Answer
Total area of the rose is $\frac{\pi }{2}$.
Since the circumscribed circle has unit radius, its area is $\pi$. Therefore, the total area of the rose is equal to one-half the area of the circumscribed circle.
Work Step by Step
First, we find the limits of integration for one leaf.
When $\theta=0$, we have $r=0$, so the rose starts at the origin. When $\theta = \frac{\pi }{4}$, we have $r=1$. From Figure 17, we see that the curve touches the circumscribed circle at $\theta = \frac{\pi }{4}$. Thus, the circle has radius $1$. When $\theta = \frac{\pi }{2}$, we have $r=0$. So, the curve traces out one leaf for the interval $0 \le \theta \le \frac{\pi }{2}$.

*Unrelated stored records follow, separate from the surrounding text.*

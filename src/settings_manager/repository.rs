//! Settings repository

use super::types::SystemSettings;
use crate::error::{Error, Result};
use sqlx::PgPool;

/// Settings repository for the singleton row
#[derive(Clone)]
pub struct SettingsRepository {
    pool: PgPool,
}

impl SettingsRepository {
    pub fn new(pool: PgPool) -> Self {
        Self { pool }
    }

    const SETTINGS_COLUMNS: &'static str = r#"
        id, live_preview_fps, live_preview_jpeg_quality,
        live_preview_max_width, orientation_offset_deg, updated_at
    "#;

    /// Load the singleton row (bootstrap inserts it if absent)
    pub async fn get(&self) -> Result<SystemSettings> {
        let query = format!(
            "SELECT {} FROM system_settings WHERE id = 1",
            Self::SETTINGS_COLUMNS
        );
        sqlx::query_as::<_, SystemSettings>(&query)
            .fetch_optional(&self.pool)
            .await?
            .ok_or_else(|| Error::Internal("system_settings row missing".to_string()))
    }

    /// Persist new values on the singleton row
    pub async fn update(&self, next: &SystemSettings) -> Result<SystemSettings> {
        sqlx::query(
            r#"
            UPDATE system_settings SET
                live_preview_fps = $1,
                live_preview_jpeg_quality = $2,
                live_preview_max_width = $3,
                orientation_offset_deg = $4,
                updated_at = NOW()
            WHERE id = 1
            "#,
        )
        .bind(next.live_preview_fps)
        .bind(next.live_preview_jpeg_quality)
        .bind(next.live_preview_max_width)
        .bind(next.orientation_offset_deg)
        .execute(&self.pool)
        .await?;

        self.get().await
    }
}
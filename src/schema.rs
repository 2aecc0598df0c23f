//! Idempotent schema bootstrap
//!
//! The process must start cleanly against an empty database and against a
//! database created by an earlier build, so every statement is create-if-absent
//! or add-if-absent. Runtime-fact columns are added separately because early
//! deployments predate them.

use crate::error::Result;
use sqlx::PgPool;

const SCHEMA_SQL: &str = r#"
CREATE TABLE IF NOT EXISTS camera_streams (
    id UUID PRIMARY KEY,
    name VARCHAR(255) NOT NULL,
    source_url TEXT NOT NULL,
    location_name VARCHAR(512),
    latitude DOUBLE PRECISION,
    longitude DOUBLE PRECISION,
    orientation_deg DOUBLE PRECISION NOT NULL DEFAULT 0.0,
    view_angle_deg DOUBLE PRECISION NOT NULL DEFAULT 60.0,
    view_distance_m DOUBLE PRECISION NOT NULL DEFAULT 120.0,
    camera_tilt_deg DOUBLE PRECISION NOT NULL DEFAULT 15.0,
    camera_height_m DOUBLE PRECISION NOT NULL DEFAULT 4.0,
    grid_size INTEGER NOT NULL DEFAULT 16,
    win_radius INTEGER NOT NULL DEFAULT 8,
    threshold DOUBLE PRECISION NOT NULL DEFAULT 1.2,
    arrow_scale DOUBLE PRECISION NOT NULL DEFAULT 4.0,
    arrow_opacity DOUBLE PRECISION NOT NULL DEFAULT 90.0,
    gradient_intensity DOUBLE PRECISION NOT NULL DEFAULT 1.0,
    perspective_ruler_opacity DOUBLE PRECISION NOT NULL DEFAULT 70.0,
    show_feed BOOLEAN NOT NULL DEFAULT TRUE,
    show_arrows BOOLEAN NOT NULL DEFAULT TRUE,
    show_magnitude BOOLEAN NOT NULL DEFAULT FALSE,
    show_trails BOOLEAN NOT NULL DEFAULT FALSE,
    show_perspective_ruler BOOLEAN NOT NULL DEFAULT TRUE,
    is_active BOOLEAN NOT NULL DEFAULT FALSE,
    worker_handle VARCHAR(255),
    worker_started_at TIMESTAMPTZ,
    created_at TIMESTAMPTZ NOT NULL DEFAULT NOW()
);

ALTER TABLE camera_streams ADD COLUMN IF NOT EXISTS last_error TEXT;
ALTER TABLE camera_streams ADD COLUMN IF NOT EXISTS connection_status VARCHAR(32) NOT NULL DEFAULT 'unknown';
ALTER TABLE camera_streams ADD COLUMN IF NOT EXISTS config_fingerprint VARCHAR(64);

CREATE UNIQUE INDEX IF NOT EXISTS idx_camera_streams_worker_handle
    ON camera_streams(worker_handle) WHERE worker_handle IS NOT NULL;
CREATE INDEX IF NOT EXISTS idx_camera_streams_created_at ON camera_streams(created_at DESC);

CREATE TABLE IF NOT EXISTS system_settings (
    id INTEGER PRIMARY KEY,
    live_preview_fps DOUBLE PRECISION NOT NULL DEFAULT 6.0,
    live_preview_jpeg_quality INTEGER NOT NULL DEFAULT 65,
    live_preview_max_width INTEGER NOT NULL DEFAULT 960,
    orientation_offset_deg DOUBLE PRECISION NOT NULL DEFAULT 0.0,
    updated_at TIMESTAMPTZ NOT NULL DEFAULT NOW()
);

CREATE TABLE IF NOT EXISTS alert_webhook_events (
    id BIGSERIAL PRIMARY KEY,
    receiver VARCHAR(255),
    group_key TEXT,
    notification_status VARCHAR(64),
    alert_status VARCHAR(64),
    alert_name VARCHAR(255),
    alert_uid VARCHAR(255),
    severity VARCHAR(64),
    stream_name VARCHAR(255),
    fingerprint VARCHAR(255),
    summary TEXT,
    description TEXT,
    starts_at TIMESTAMPTZ,
    ends_at TIMESTAMPTZ,
    labels JSONB NOT NULL DEFAULT '{}'::jsonb,
    annotations JSONB NOT NULL DEFAULT '{}'::jsonb,
    "values" JSONB NOT NULL DEFAULT '{}'::jsonb,
    raw_payload JSONB NOT NULL DEFAULT '{}'::jsonb,
    received_at TIMESTAMPTZ NOT NULL DEFAULT NOW()
);

ALTER TABLE alert_webhook_events ADD COLUMN IF NOT EXISTS group_identifier VARCHAR(1024);

CREATE INDEX IF NOT EXISTS idx_alert_events_received_at ON alert_webhook_events(received_at DESC);
CREATE INDEX IF NOT EXISTS idx_alert_events_alert_name ON alert_webhook_events(alert_name);
CREATE INDEX IF NOT EXISTS idx_alert_events_fingerprint ON alert_webhook_events(fingerprint);
CREATE INDEX IF NOT EXISTS idx_alert_events_group_identifier ON alert_webhook_events(group_identifier);

CREATE TABLE IF NOT EXISTS alert_group_states (
    identifier VARCHAR(1024) PRIMARY KEY,
    resolved BOOLEAN NOT NULL DEFAULT FALSE,
    resolved_at TIMESTAMPTZ,
    updated_at TIMESTAMPTZ NOT NULL DEFAULT NOW()
);

INSERT INTO system_settings (id) VALUES (1) ON CONFLICT (id) DO NOTHING;
"#;

/// Apply the schema. Safe to run on every process start.
pub async fn ensure_schema(pool: &PgPool) -> Result<()> {
    sqlx::raw_sql(SCHEMA_SQL).execute(pool).await?;
    tracing::info!("Database schema ensured");
    Ok(())
}
//! Alert repository
//!
//! Append-only event inserts plus group aggregation queries

use super::types::*;
use crate::error::Result;
use sqlx::PgPool;

/// Alert repository for database operations
#[derive(Clone)]
pub struct AlertRepository {
    pool: PgPool,
}

impl AlertRepository {
    pub fn new(pool: PgPool) -> Self {
        Self { pool }
    }

    const EVENT_COLUMNS: &'static str = r#"
        id, receiver, group_key, notification_status, alert_status,
        alert_name, alert_uid, severity, stream_name, fingerprint, group_identifier,
        summary, description, starts_at, ends_at,
        labels, annotations, "values", raw_payload, received_at
    "#;

    /// Insert one alert event, returning its id
    pub async fn insert_event(&self, event: &NewAlertEvent) -> Result<i64> {
        let (id,): (i64,) = sqlx::query_as(
            r#"
            INSERT INTO alert_webhook_events (
                receiver, group_key, notification_status, alert_status,
                alert_name, alert_uid, severity, stream_name, fingerprint, group_identifier,
                summary, description, starts_at, ends_at,
                labels, annotations, "values", raw_payload
            ) VALUES (
                $1, $2, $3, $4,
                $5, $6, $7, $8, $9, $10,
                $11, $12, $13, $14,
                $15, $16, $17, $18
            )
            RETURNING id
            "#,
        )
        .bind(&event.receiver)
        .bind(&event.group_key)
        .bind(&event.notification_status)
        .bind(&event.alert_status)
        .bind(&event.alert_name)
        .bind(&event.alert_uid)
        .bind(&event.severity)
        .bind(&event.stream_name)
        .bind(&event.fingerprint)
        .bind(&event.group_identifier)
        .bind(&event.summary)
        .bind(&event.description)
        .bind(event.starts_at)
        .bind(event.ends_at)
        .bind(&event.labels)
        .bind(&event.annotations)
        .bind(&event.values)
        .bind(&event.raw_payload)
        .fetch_one(&self.pool)
        .await?;
        Ok(id)
    }

    /// Recent events, newest first
    pub async fn list_events(&self, limit: i64) -> Result<Vec<AlertEvent>> {
        let query = format!(
            "SELECT {} FROM alert_webhook_events ORDER BY received_at DESC LIMIT $1",
            Self::EVENT_COLUMNS
        );
        let events = sqlx::query_as::<_, AlertEvent>(&query)
            .bind(limit)
            .fetch_all(&self.pool)
            .await?;
        Ok(events)
    }

    /// Latest event per group (Postgres DISTINCT ON)
    pub async fn latest_event_per_group(&self) -> Result<Vec<AlertEvent>> {
        let query = format!(
            r#"
            SELECT DISTINCT ON (group_identifier) {}
            FROM alert_webhook_events
            ORDER BY group_identifier, received_at DESC
            "#,
            Self::EVENT_COLUMNS
        );
        let events = sqlx::query_as::<_, AlertEvent>(&query)
            .fetch_all(&self.pool)
            .await?;
        Ok(events)
    }

    /// Per-group counts and recency, including the newest firing-class event
    pub async fn group_aggregates(&self) -> Result<Vec<GroupAggregate>> {
        let aggregates = sqlx::query_as::<_, GroupAggregate>(
            r#"
            SELECT
                group_identifier,
                count(*) AS event_count,
                max(received_at) AS last_received_at,
                max(received_at) FILTER (
                    WHERE lower(alert_status) IN ('firing', 'alerting', 'pending')
                ) AS last_firing_at
            FROM alert_webhook_events
            GROUP BY group_identifier
            ORDER BY max(received_at) DESC
            "#,
        )
        .fetch_all(&self.pool)
        .await?;
        Ok(aggregates)
    }

    /// All manual resolution records
    pub async fn list_group_states(&self) -> Result<Vec<AlertGroupState>> {
        let states = sqlx::query_as::<_, AlertGroupState>(
            "SELECT identifier, resolved, resolved_at, updated_at \
             FROM alert_group_states ORDER BY updated_at DESC",
        )
        .fetch_all(&self.pool)
        .await?;
        Ok(states)
    }

    /// Upsert a manual resolution record
    pub async fn upsert_group_state(
        &self,
        identifier: &str,
        resolved: bool,
    ) -> Result<AlertGroupState> {
        let state = sqlx::query_as::<_, AlertGroupState>(
            r#"
            INSERT INTO alert_group_states (identifier, resolved, resolved_at, updated_at)
            VALUES ($1, $2, CASE WHEN $2 THEN NOW() ELSE NULL END, NOW())
            ON CONFLICT (identifier) DO UPDATE SET
                resolved = EXCLUDED.resolved,
                resolved_at = EXCLUDED.resolved_at,
                updated_at = NOW()
            RETURNING identifier, resolved, resolved_at, updated_at
            "#,
        )
        .bind(identifier)
        .bind(resolved)
        .fetch_one(&self.pool)
        .await?;
        Ok(state)
    }
}
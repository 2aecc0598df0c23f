//! WebSocket frame streaming
//!
//! Bridges one hub subscriber to one WebSocket client. The server initiates
//! no reads; client text is ignored, pongs feed the liveness check. Close
//! codes: 1008 when the drop policy ends the subscription, 1011 on internal
//! shutdown.

use axum::extract::ws::{close_code, CloseFrame, Message, WebSocket, WebSocketUpgrade};
use axum::extract::{Query, State};
use axum::response::IntoResponse;
use futures::{SinkExt, StreamExt};
use serde::Deserialize;
use std::time::{Duration, Instant};
use uuid::Uuid;

use crate::state::AppState;
use crate::subscriber_hub::CloseReason;

/// Ping cadence and client liveness bound
const PING_INTERVAL: Duration = Duration::from_secs(15);
const PONG_TIMEOUT: Duration = Duration::from_secs(30);

#[derive(Debug, Deserialize)]
pub struct FrameStreamQuery {
    /// Missing stream_id means all streams
    pub stream_id: Option<Uuid>,
}

pub async fn ws_frames(
    ws: WebSocketUpgrade,
    Query(query): Query<FrameStreamQuery>,
    State(state): State<AppState>,
) -> impl IntoResponse {
    ws.on_upgrade(move |socket| handle_socket(socket, state, query.stream_id))
}

async fn handle_socket(socket: WebSocket, state: AppState, filter: Option<Uuid>) {
    let handle = state.hub.subscribe(filter);
    let subscriber_id = handle.id();

    let (mut sender, mut receiver) = socket.split();
    let mut ping_timer = tokio::time::interval(PING_INTERVAL);
    let mut last_pong = Instant::now();

    loop {
        tokio::select! {
            frame = handle.next() => {
                match frame {
                    Some(message) => {
                        let text = match serde_json::to_string(&message) {
                            Ok(t) => t,
                            Err(e) => {
                                tracing::error!(error = %e, "Frame serialization failed");
                                continue;
                            }
                        };
                        if sender.send(Message::Text(text)).await.is_err() {
                            break;
                        }
                    }
                    None => {
                        let (code, reason) = match handle.close_reason() {
                            Some(CloseReason::Policy) => {
                                (close_code::POLICY, "subscriber not keeping up")
                            }
                            _ => (close_code::ERROR, "frame stream closed"),
                        };
                        let _ = sender
                            .send(Message::Close(Some(CloseFrame {
                                code,
                                reason: reason.into(),
                            })))
                            .await;
                        break;
                    }
                }
            }
            incoming = receiver.next() => {
                match incoming {
                    Some(Ok(Message::Pong(_))) => {
                        last_pong = Instant::now();
                    }
                    Some(Ok(Message::Close(_))) | None => break,
                    Some(Ok(_)) => {
                        // Client writes carry no meaning on this endpoint
                    }
                    Some(Err(e)) => {
                        tracing::debug!(subscriber_id = %subscriber_id, error = %e, "WebSocket read error");
                        break;
                    }
                }
            }
            _ = ping_timer.tick() => {
                if last_pong.elapsed() > PONG_TIMEOUT {
                    tracing::info!(subscriber_id = %subscriber_id, "Closing WebSocket: ping timeout");
                    break;
                }
                if sender.send(Message::Ping(Vec::new())).await.is_err() {
                    break;
                }
            }
        }
    }

    state.hub.unsubscribe(subscriber_id);
}
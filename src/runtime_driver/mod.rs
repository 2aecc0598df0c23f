//! RuntimeDriver - uniform interface over the worker runtimes
//!
//! ## Responsibilities
//!
//! - Start/stop/inspect/tail workers behind one trait
//! - Container variant (docker CLI) and pod variant (kube Deployment)
//! - Idempotent start and stop; typed errors carrying retryability
//!
//! Every call is bounded by a deadline so reconciler locks are never held
//! across a hung runtime.

mod docker;
mod kubernetes;

pub use docker::DockerDriver;
pub use kubernetes::KubeDriver;

use crate::settings_manager::SystemSettings;
use crate::state::AppConfig;
use crate::stream_store::Stream;
use async_trait::async_trait;
use chrono::{DateTime, Utc};
use std::future::Future;
use std::sync::Arc;
use std::time::Duration;
use uuid::Uuid;

/// Absolute deadlines for driver calls
pub const START_DEADLINE: Duration = Duration::from_secs(30);
pub const STOP_DEADLINE: Duration = Duration::from_secs(15);
pub const INSPECT_DEADLINE: Duration = Duration::from_secs(5);

/// Worker state as reported by the runtime
#[derive(Debug, Clone, Copy, PartialEq, Eq)]
pub enum WorkerState {
    Running,
    Starting,
    Exited,
    Missing,
}

impl WorkerState {
    pub fn as_str(&self) -> &'static str {
        match self {
            Self::Running => "running",
            Self::Starting => "starting",
            Self::Exited => "exited",
            Self::Missing => "missing",
        }
    }
}

/// Inspect result
#[derive(Debug, Clone)]
pub struct WorkerStatus {
    pub state: WorkerState,
    pub started_at: Option<DateTime<Utc>>,
    pub last_error: Option<String>,
}

/// Typed driver error with retryability
#[derive(Debug, thiserror::Error)]
#[error("{message}")]
pub struct DriverError {
    pub retryable: bool,
    pub message: String,
}

impl DriverError {
    pub fn retryable(message: impl Into<String>) -> Self {
        Self {
            retryable: true,
            message: message.into(),
        }
    }

    pub fn permanent(message: impl Into<String>) -> Self {
        Self {
            retryable: false,
            message: message.into(),
        }
    }
}

impl From<DriverError> for crate::error::Error {
    fn from(e: DriverError) -> Self {
        if e.retryable {
            crate::error::Error::RuntimeUnavailable(e.message)
        } else {
            crate::error::Error::Internal(e.message)
        }
    }
}

/// Everything a worker needs to run, independent of the runtime variant
#[derive(Debug, Clone)]
pub struct WorkerSpec {
    pub stream_id: Uuid,
    pub handle: String,
    pub env: Vec<(String, String)>,
}

impl WorkerSpec {
    /// Deterministic handle for a stream
    pub fn handle_for(stream_id: Uuid) -> String {
        format!("worker-{}", stream_id)
    }

    /// Per-stream frame channel
    pub fn frame_channel(stream_id: Uuid) -> String {
        format!("frames/{}", stream_id)
    }

    /// Build the full worker environment from the stream configuration, the
    /// current settings snapshot, and the shared infrastructure endpoints.
    pub fn build(stream: &Stream, settings: &SystemSettings, config: &AppConfig) -> Self {
        let mut env: Vec<(String, String)> = vec![
            ("STREAM_ID".into(), stream.id.to_string()),
            ("STREAM_NAME".into(), stream.name.clone()),
            ("SOURCE_URL".into(), stream.source_url.clone()),
            ("GRID_SIZE".into(), stream.grid_size.to_string()),
            ("WIN_RADIUS".into(), stream.win_radius.to_string()),
            ("THRESHOLD".into(), stream.threshold.to_string()),
            ("ARROW_SCALE".into(), stream.arrow_scale.to_string()),
            ("ARROW_OPACITY".into(), stream.arrow_opacity.to_string()),
            (
                "GRADIENT_INTENSITY".into(),
                stream.gradient_intensity.to_string(),
            ),
            (
                "PERSPECTIVE_RULER_OPACITY".into(),
                stream.perspective_ruler_opacity.to_string(),
            ),
            ("SHOW_FEED".into(), stream.show_feed.to_string()),
            ("SHOW_ARROWS".into(), stream.show_arrows.to_string()),
            ("SHOW_MAGNITUDE".into(), stream.show_magnitude.to_string()),
            ("SHOW_TRAILS".into(), stream.show_trails.to_string()),
            (
                "SHOW_PERSPECTIVE_RULER".into(),
                stream.show_perspective_ruler.to_string(),
            ),
            ("ORIENTATION_DEG".into(), stream.orientation_deg.to_string()),
            ("VIEW_ANGLE_DEG".into(), stream.view_angle_deg.to_string()),
            ("VIEW_DISTANCE_M".into(), stream.view_distance_m.to_string()),
            ("CAMERA_TILT_DEG".into(), stream.camera_tilt_deg.to_string()),
            ("CAMERA_HEIGHT_M".into(), stream.camera_height_m.to_string()),
            (
                "LIVE_PREVIEW_FPS".into(),
                settings.live_preview_fps.to_string(),
            ),
            (
                "LIVE_PREVIEW_JPEG_QUALITY".into(),
                settings.live_preview_jpeg_quality.to_string(),
            ),
            (
                "LIVE_PREVIEW_MAX_WIDTH".into(),
                settings.live_preview_max_width.to_string(),
            ),
            ("REDIS_URL".into(), config.redis_url.clone()),
            ("FRAME_CHANNEL".into(), Self::frame_channel(stream.id)),
            (
                "METRICS_PORT".into(),
                config.worker_metrics_port.to_string(),
            ),
        ];

        if let Some(lat) = stream.latitude {
            env.push(("LATITUDE".into(), lat.to_string()));
        }
        if let Some(lon) = stream.longitude {
            env.push(("LONGITUDE".into(), lon.to_string()));
        }

        Self {
            stream_id: stream.id,
            handle: Self::handle_for(stream.id),
            env,
        }
    }
}

/// Uniform worker runtime interface
#[async_trait]
pub trait WorkerDriver: Send + Sync {
    /// Start a worker. Idempotent: an already-running handle is returned as-is.
    async fn start(&self, spec: &WorkerSpec) -> Result<String, DriverError>;

    /// Stop a worker. Idempotent: a missing handle succeeds.
    async fn stop(&self, handle: &str) -> Result<(), DriverError>;

    /// Inspect a worker's runtime state
    async fn inspect(&self, handle: &str) -> Result<WorkerStatus, DriverError>;

    /// Tail the worker's log output
    async fn tail(&self, handle: &str, lines: usize) -> Result<Vec<String>, DriverError>;
}

/// Bound a driver operation by a deadline; a timeout is a retryable error.
pub(crate) async fn with_deadline<T, F>(deadline: Duration, what: &str, fut: F) -> Result<T, DriverError>
where
    F: Future<Output = Result<T, DriverError>>,
{
    match tokio::time::timeout(deadline, fut).await {
        Ok(result) => result,
        Err(_) => Err(DriverError::retryable(format!(
            "{} deadline exceeded after {:?}",
            what, deadline
        ))),
    }
}

/// Construct the configured driver variant
pub async fn from_config(config: &AppConfig) -> crate::error::Result<Arc<dyn WorkerDriver>> {
    match config.runtime_driver.as_str() {
        "docker" => Ok(Arc::new(DockerDriver::new(
            config.worker_image.clone(),
            config.docker_network.clone(),
        ))),
        "kubernetes" => {
            let driver = KubeDriver::new(config.kube_namespace.clone(), config.worker_image.clone())
                .await
                .map_err(|e| crate::error::Error::Internal(e.message))?;
            Ok(Arc::new(driver))
        }
        other => Err(crate::error::Error::Internal(format!(
            "unknown runtime driver '{}', expected 'docker' or 'kubernetes'",
            other
        ))),
    }
}

#[cfg(test)]
mod tests {
    use super::*;
    use crate::stream_store::{materialize, CreateStreamRequest};

    fn sample_stream() -> Stream {
        let req: CreateStreamRequest = serde_json::from_value(serde_json::json!({
            "name": "gate-cam",
            "source_url": "rtsp://10.0.0.4/stream1",
            "latitude": 52.1,
            "longitude": 4.3
        }))
        .unwrap();
        materialize(req)
    }

    #[test]
    fn test_handle_is_deterministic() {
        let id = Uuid::new_v4();
        assert_eq!(WorkerSpec::handle_for(id), format!("worker-{}", id));
        assert_eq!(WorkerSpec::handle_for(id), WorkerSpec::handle_for(id));
    }

    #[test]
    fn test_spec_env_carries_worker_observable_config() {
        let stream = sample_stream();
        let settings = SystemSettings::default();
        let config = AppConfig::default();
        let spec = WorkerSpec::build(&stream, &settings, &config);

        let get = |key: &str| {
            spec.env
                .iter()
                .find(|(k, _)| k == key)
                .map(|(_, v)| v.clone())
        };

        assert_eq!(get("STREAM_ID").unwrap(), stream.id.to_string());
        assert_eq!(get("SOURCE_URL").unwrap(), "rtsp://10.0.0.4/stream1");
        assert_eq!(get("GRID_SIZE").unwrap(), "16");
        assert_eq!(get("LIVE_PREVIEW_FPS").unwrap(), "6");
        assert_eq!(
            get("FRAME_CHANNEL").unwrap(),
            format!("frames/{}", stream.id)
        );
        assert_eq!(get("LATITUDE").unwrap(), "52.1");
        assert!(get("REDIS_URL").is_some());
    }

    #[test]
    fn test_driver_error_maps_to_api_taxonomy() {
        let retry: crate::error::Error = DriverError::retryable("busy").into();
        assert!(matches!(retry, crate::error::Error::RuntimeUnavailable(_)));
        let perm: crate::error::Error = DriverError::permanent("bad image").into();
        assert!(matches!(perm, crate::error::Error::Internal(_)));
    }
}
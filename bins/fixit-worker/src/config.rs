// Worker configuration: engine limits and queue polling
use anyhow::{bail, Context, Result};
use fixit_engine::EngineConfig;
use serde::Deserialize;
use std::fs;
use std::path::Path;

pub const DEFAULT_CONFIG_PATH: &str = "config/worker.json";

#[derive(Debug, Clone, Deserialize)]
#[serde(default)]
pub struct WorkerConfig {
    pub engine: EngineConfig,
    /// BLPOP timeout; bounds how long shutdown waits on an idle queue
    pub queue_timeout_secs: f64,
}

impl Default for WorkerConfig {
    fn default() -> Self {
        Self {
            engine: EngineConfig::default(),
            queue_timeout_secs: 5.0,
        }
    }
}

impl WorkerConfig {
    /// Load worker configuration from a JSON file
    pub fn load(config_path: &Path) -> Result<Self> {
        if !config_path.exists() {
            bail!("Worker config file not found: {}", config_path.display());
        }

        let content = fs::read_to_string(config_path)
            .with_context(|| format!("Failed to read {}", config_path.display()))?;

        let config: WorkerConfig = serde_json::from_str(&content)
            .with_context(|| format!("Failed to parse {}", config_path.display()))?;

        if config.queue_timeout_secs <= 0.0 {
            bail!("queue_timeout_secs must be positive");
        }

        Ok(config)
    }

    /// Load from `FIXIT_WORKER_CONFIG`, or config/worker.json
    pub fn load_default() -> Result<Self> {
        let path = std::env::var("FIXIT_WORKER_CONFIG")
            .unwrap_or_else(|_| DEFAULT_CONFIG_PATH.to_string());
        Self::load(Path::new(&path))
    }
}

#[cfg(test)]
mod tests {
    use super::*;
    use std::io::Write;

    fn write_config(content: &str) -> tempfile::NamedTempFile {
        let mut file = tempfile::NamedTempFile::new().unwrap();
        file.write_all(content.as_bytes()).unwrap();
        file
    }

    #[test]
    fn test_load_config() {
        let file = write_config(
            r#"{
                "engine": { "recursion_limit": 256, "loop_iteration_limit": 1000000 },
                "queue_timeout_secs": 2.5
            }"#,
        );
        let config = WorkerConfig::load(file.path()).unwrap();

        assert_eq!(config.engine.recursion_limit, 256);
        assert_eq!(config.engine.loop_iteration_limit, Some(1_000_000));
        // Unset fields keep engine defaults
        assert_eq!(config.engine.stack_size_limit, EngineConfig::default().stack_size_limit);
        assert!(config.engine.capture_console);
        assert_eq!(config.queue_timeout_secs, 2.5);
    }

    #[test]
    fn test_null_loop_limit_means_unbounded() {
        let file = write_config(r#"{ "engine": { "loop_iteration_limit": null } }"#);
        let config = WorkerConfig::load(file.path()).unwrap();
        assert_eq!(config.engine.loop_iteration_limit, None);
    }

    #[test]
    fn test_missing_file() {
        let err = WorkerConfig::load(Path::new("does/not/exist.json")).unwrap_err();
        assert!(err.to_string().contains("not found"));
    }

    #[test]
    fn test_rejects_bad_timeout() {
        let file = write_config(r#"{ "queue_timeout_secs": 0 }"#);
        assert!(WorkerConfig::load(file.path()).is_err());
    }

    #[test]
    fn test_repo_config_parses() {
        let config: WorkerConfig =
            serde_json::from_str(include_str!("../../../config/worker.json")).unwrap();
        assert_eq!(config.engine.loop_iteration_limit, None);
        // Shipped limits match the built-in defaults
        assert_eq!(config.engine, EngineConfig::default());
    }
}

Using Eq. (2) of Theorem 1, the area of one leaf is
$area = \frac{1}{2}\cdot\mathop \smallint \limits_0^{\pi /2} {\sin ^2}2\theta {\rm{d}}\theta $
Since ${\sin ^2}2\theta = \frac{1}{2}\left( {1 - \cos 4\theta } \right)$, the integral becomes
$area = \frac{1}{4}\cdot\mathop \smallint \limits_0^{\pi /2} \left( {1 - \cos 4\theta } \right){\rm{d}}\theta $
$area = \frac{1}{4}\left( {\theta - \frac{1}{4}\sin 4\theta } \right)|_0^{\pi /2} = \frac{1}{4}\left( {\frac{\pi }{2}} \right) = \frac{\pi }{8}$
By symmetry, the total area of the rose is four times the area of one leaf. So, total area is $\frac{\pi }{2}$.
Since the circumscribed circle has unit radius, its area is $\pi$. Therefore, the total area of the rose is equal to one-half the area of the circumscribed circle.